Please find every line of the listing below where "type" occurs and copy it.

Start of DATA FOR REVIEW

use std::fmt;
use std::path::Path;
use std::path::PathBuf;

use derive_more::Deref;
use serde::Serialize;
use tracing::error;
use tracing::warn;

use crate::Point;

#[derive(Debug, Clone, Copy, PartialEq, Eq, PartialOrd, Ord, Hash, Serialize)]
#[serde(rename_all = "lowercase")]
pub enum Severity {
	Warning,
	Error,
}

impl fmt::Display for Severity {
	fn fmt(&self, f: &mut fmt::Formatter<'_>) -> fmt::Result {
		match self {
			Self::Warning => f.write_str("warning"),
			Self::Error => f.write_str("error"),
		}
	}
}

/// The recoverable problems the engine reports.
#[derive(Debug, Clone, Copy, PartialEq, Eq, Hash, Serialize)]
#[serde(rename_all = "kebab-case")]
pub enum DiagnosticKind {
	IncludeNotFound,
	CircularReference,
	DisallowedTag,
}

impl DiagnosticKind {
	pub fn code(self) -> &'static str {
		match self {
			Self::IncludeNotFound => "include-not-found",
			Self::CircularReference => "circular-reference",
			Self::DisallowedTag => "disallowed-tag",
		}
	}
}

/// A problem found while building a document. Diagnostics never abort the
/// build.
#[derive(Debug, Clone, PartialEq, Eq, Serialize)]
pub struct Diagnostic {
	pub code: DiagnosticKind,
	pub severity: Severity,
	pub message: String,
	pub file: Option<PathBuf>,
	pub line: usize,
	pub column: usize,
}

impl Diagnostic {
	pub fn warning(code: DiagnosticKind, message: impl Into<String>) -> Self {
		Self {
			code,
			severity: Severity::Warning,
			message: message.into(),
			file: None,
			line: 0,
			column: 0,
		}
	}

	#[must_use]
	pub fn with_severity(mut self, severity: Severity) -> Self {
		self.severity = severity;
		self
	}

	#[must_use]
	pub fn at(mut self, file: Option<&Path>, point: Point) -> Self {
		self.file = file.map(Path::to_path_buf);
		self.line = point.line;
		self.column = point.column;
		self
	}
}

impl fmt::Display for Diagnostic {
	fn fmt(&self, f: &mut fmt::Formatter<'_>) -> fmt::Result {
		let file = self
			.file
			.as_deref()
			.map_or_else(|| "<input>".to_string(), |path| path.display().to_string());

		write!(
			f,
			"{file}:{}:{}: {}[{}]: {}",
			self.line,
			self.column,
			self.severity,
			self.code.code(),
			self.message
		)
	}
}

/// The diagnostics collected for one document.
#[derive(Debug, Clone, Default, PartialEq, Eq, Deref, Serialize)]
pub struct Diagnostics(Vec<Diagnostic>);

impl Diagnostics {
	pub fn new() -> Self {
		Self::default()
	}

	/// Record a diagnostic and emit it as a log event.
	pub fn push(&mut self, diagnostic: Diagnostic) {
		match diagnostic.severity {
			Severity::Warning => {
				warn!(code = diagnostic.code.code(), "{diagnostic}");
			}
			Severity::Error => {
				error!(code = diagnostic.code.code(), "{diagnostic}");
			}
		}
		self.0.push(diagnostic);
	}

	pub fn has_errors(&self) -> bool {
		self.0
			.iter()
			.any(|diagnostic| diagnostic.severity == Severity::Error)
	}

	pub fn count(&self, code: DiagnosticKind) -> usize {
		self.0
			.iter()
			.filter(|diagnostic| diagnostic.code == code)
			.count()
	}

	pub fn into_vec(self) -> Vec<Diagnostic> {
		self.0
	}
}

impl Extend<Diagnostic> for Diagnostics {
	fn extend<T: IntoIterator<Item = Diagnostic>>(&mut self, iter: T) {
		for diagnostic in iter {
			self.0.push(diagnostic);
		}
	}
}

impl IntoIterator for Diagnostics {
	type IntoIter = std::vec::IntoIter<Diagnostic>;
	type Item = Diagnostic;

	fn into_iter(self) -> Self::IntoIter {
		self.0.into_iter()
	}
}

End of DATA FOR REVIEW

ANSWER FOR THIS EXERCISE
	type IntoIter = std::vec::IntoIter<Diagnostic>;
	type Item = Diagnostic;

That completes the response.